Problem :: Reproduce the records in full. Alter nothing.

== Segment start ==

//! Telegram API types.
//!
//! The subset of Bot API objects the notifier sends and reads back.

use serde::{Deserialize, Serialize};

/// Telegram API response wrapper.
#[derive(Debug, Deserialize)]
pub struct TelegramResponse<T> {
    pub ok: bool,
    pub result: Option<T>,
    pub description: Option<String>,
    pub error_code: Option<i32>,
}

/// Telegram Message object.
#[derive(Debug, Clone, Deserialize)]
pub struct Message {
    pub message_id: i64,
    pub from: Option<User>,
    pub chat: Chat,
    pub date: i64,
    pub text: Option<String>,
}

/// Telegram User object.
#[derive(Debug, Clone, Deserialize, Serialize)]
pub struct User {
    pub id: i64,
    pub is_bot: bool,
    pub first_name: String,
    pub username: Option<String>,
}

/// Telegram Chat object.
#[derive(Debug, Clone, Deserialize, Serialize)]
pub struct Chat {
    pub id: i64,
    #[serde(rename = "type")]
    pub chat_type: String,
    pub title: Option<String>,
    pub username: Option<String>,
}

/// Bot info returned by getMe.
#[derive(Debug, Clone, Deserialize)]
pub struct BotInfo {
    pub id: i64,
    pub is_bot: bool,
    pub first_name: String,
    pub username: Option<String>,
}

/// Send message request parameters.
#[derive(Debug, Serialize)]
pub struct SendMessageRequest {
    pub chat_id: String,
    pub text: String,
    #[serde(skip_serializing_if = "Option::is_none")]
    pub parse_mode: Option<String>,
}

== Segment end ==

Your response ::
//! Telegram API types.
//!
//! The subset of Bot API objects the notifier sends and reads back.

use serde::{Deserialize, Serialize};

/// Telegram API response wrapper.
#[derive(Debug, Deserialize)]
pub struct TelegramResponse<T> {
    pub ok: bool,
    pub result: Option<T>,
    pub description: Option<String>,
    pub error_code: Option<i32>,
}

/// Telegram Message object.
#[derive(Debug, Clone, Deserialize)]
pub struct Message {
    pub message_id: i64,
    pub from: Option<User>,
    pub chat: Chat,
    pub date: i64,
    pub text: Option<String>,
}

/// Telegram User object.
#[derive(Debug, Clone, Deserialize, Serialize)]
pub struct User {
    pub id: i64,
    pub is_bot: bool,
    pub first_name: String,
    pub username: Option<String>,
}

/// Telegram Chat object.
#[derive(Debug, Clone, Deserialize, Serialize)]
pub struct Chat {
    pub id: i64,
    #[serde(rename = "type")]
    pub chat_type: String,
    pub title: Option<String>,
    pub username: Option<String>,
}

/// Bot info returned by getMe.
#[derive(Debug, Clone, Deserialize)]
pub struct BotInfo {
    pub id: i64,
    pub is_bot: bool,
    pub first_name: String,
    pub username: Option<String>,
}

/// Send message request parameters.
#[derive(Debug, Serialize)]
pub struct SendMessageRequest {
    pub chat_id: String,
    pub text: String,
    #[serde(skip_serializing_if = "Option::is_none")]
    pub parse_mode: Option<String>,
}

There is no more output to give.